Records shown section start

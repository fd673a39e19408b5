use crate::error::AppError;
use jsonwebtoken::{decode, encode, Algorithm, DecodingKey, EncodingKey, Header, Validation};
use serde::{Deserialize, Serialize};
use uuid::Uuid;

/// Represents the claims encoded within a session JWT.
///
/// Sessions do not expire on their own; a token stays usable until it is removed
/// from its user's token list by a logout or account deletion.
#[derive(Debug, Serialize, Deserialize, Clone, PartialEq)]
pub struct Claims {
    /// Subject of the token: the user's id.
    pub sub: Uuid,
    /// Issued-at timestamp (seconds since epoch).
    pub iat: i64,
    /// Unique token id, so two logins within the same second yield distinct tokens.
    pub jti: Uuid,
}

/// Signing and verification keys derived from the `JWT_SECRET` setting.
///
/// Built once at startup and shared through application state.
#[derive(Clone)]
pub struct TokenKeys {
    encoding: EncodingKey,
    decoding: DecodingKey,
    validation: Validation,
}

impl TokenKeys {
    pub fn new(secret: &str) -> Self {
        let mut validation = Validation::new(Algorithm::HS256);
        validation.validate_exp = false;
        validation.required_spec_claims.clear();
        Self {
            encoding: EncodingKey::from_secret(secret.as_bytes()),
            decoding: DecodingKey::from_secret(secret.as_bytes()),
            validation,
        }
    }

    /// Generates a signed token for `user_id`.
    ///
    /// # Returns
    /// The compact JWT string, or `AppError::InternalServerError` if encoding fails.
    pub fn generate_token(&self, user_id: Uuid) -> Result<String, AppError> {
        let claims = Claims {
            sub: user_id,
            iat: chrono::Utc::now().timestamp(),
            jti: Uuid::new_v4(),
        };

        encode(&Header::new(Algorithm::HS256), &claims, &self.encoding)
            .map_err(|e| AppError::InternalServerError(format!("Failed to generate token: {}", e)))
    }

    /// Verifies a token's signature and structure and decodes its claims.
    ///
    /// This does not consult the store, so a signed but revoked token still passes
    /// here; `AuthMiddleware` performs the second check against the token list.
    ///
    /// # Returns
    /// `AppError::Unauthorized` if the token is malformed or its signature is invalid.
    pub fn verify_token(&self, token: &str) -> Result<Claims, AppError> {
        let data = decode::<Claims>(token, &self.decoding, &self.validation)?;
        Ok(data.claims)
    }
}
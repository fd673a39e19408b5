//! Storage abstraction for users, their session tokens, and tasks.
//!
//! Every task query takes the requesting user's id as `owner`, so a handler
//! cannot reach another user's task by forgetting a filter.

pub mod memory;
pub mod postgres;

use async_trait::async_trait;
use uuid::Uuid;

use crate::error::AppError;
use crate::models::{Task, TaskFilter, TaskUpdate, User, UserChanges};

pub use memory::MemoryStore;
pub use postgres::PgStore;

/// Message used when an insert or update collides with an existing e-mail.
pub const DUPLICATE_EMAIL: &str = "Email already registered";

#[async_trait]
pub trait UserStore: Send + Sync {
    /// Inserts a new user. Fails with `BadRequest` when the e-mail is taken.
    async fn insert_user(&self, user: &User) -> Result<User, AppError>;

    async fn find_user_by_email(&self, email: &str) -> Result<Option<User>, AppError>;

    /// Returns the user only if `token` is currently in its token list.
    async fn find_user_by_token(&self, user_id: Uuid, token: &str)
        -> Result<Option<User>, AppError>;

    async fn add_token(&self, user_id: Uuid, token: &str) -> Result<(), AppError>;

    /// Removes exactly one token. Removing an absent token is not an error.
    async fn remove_token(&self, user_id: Uuid, token: &str) -> Result<(), AppError>;

    async fn clear_tokens(&self, user_id: Uuid) -> Result<(), AppError>;

    async fn update_user(
        &self,
        user_id: Uuid,
        changes: &UserChanges,
    ) -> Result<Option<User>, AppError>;

    /// Deletes the user, its tokens and every task it owns.
    async fn delete_user(&self, user_id: Uuid) -> Result<Option<User>, AppError>;
}

#[async_trait]
pub trait TaskStore: Send + Sync {
    async fn insert_task(&self, task: &Task) -> Result<Task, AppError>;

    async fn list_tasks(&self, owner: Uuid, filter: &TaskFilter) -> Result<Vec<Task>, AppError>;

    async fn find_task(&self, id: Uuid, owner: Uuid) -> Result<Option<Task>, AppError>;

    async fn update_task(
        &self,
        id: Uuid,
        owner: Uuid,
        update: &TaskUpdate,
    ) -> Result<Option<Task>, AppError>;

    /// Removes the task and returns its last state.
    async fn delete_task(&self, id: Uuid, owner: Uuid) -> Result<Option<Task>, AppError>;
}

/// Everything the HTTP layer needs from a backend.
#[async_trait]
pub trait Store: UserStore + TaskStore {
    /// Checks that the backend is reachable.
    async fn ping(&self) -> Result<(), AppError>;
}
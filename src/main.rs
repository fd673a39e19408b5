use std::io;
use std::sync::Arc;

use actix_cors::Cors;
use actix_web::middleware::Logger;
use actix_web::{web, App, HttpServer};
use taskmanager::auth::{AuthMiddleware, TokenKeys};
use taskmanager::config::Config;
use taskmanager::db::PgStore;
use taskmanager::{routes, AppState};

fn startup_error(context: &str, err: impl std::fmt::Display) -> io::Error {
    io::Error::new(io::ErrorKind::Other, format!("{}: {}", context, err))
}

#[actix_web::main]
async fn main() -> io::Result<()> {
    dotenv::dotenv().ok();
    env_logger::init_from_env(env_logger::Env::default().default_filter_or("info"));

    let config = Config::from_env()?;

    let store = PgStore::connect(&config.database_url, config.database_max_connections)
        .await
        .map_err(|e| startup_error("Failed to connect to database", e))?;
    store
        .init_schema()
        .await
        .map_err(|e| startup_error("Failed to prepare database schema", e))?;

    let state = web::Data::new(AppState::new(
        Arc::new(store),
        TokenKeys::new(&config.jwt_secret),
    ));

    log::info!("Starting task manager at {}", config.server_url());
    HttpServer::new(move || {
        App::new()
            .app_data(state.clone())
            .wrap(AuthMiddleware)
            .wrap(
                Cors::default()
                    .allow_any_origin()
                    .allow_any_method()
                    .allow_any_header()
                    .max_age(3600),
            )
            .wrap(Logger::default())
            .configure(routes::config)
    })
    .bind((config.server_host.as_str(), config.server_port))?
    .run()
    .await
}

Records shown section end

Aim of the task: Please go through the data above and copy every line that has the word "backend".

Your solution:
/// Everything the HTTP layer needs from a backend.
    /// Checks that the backend is reachable.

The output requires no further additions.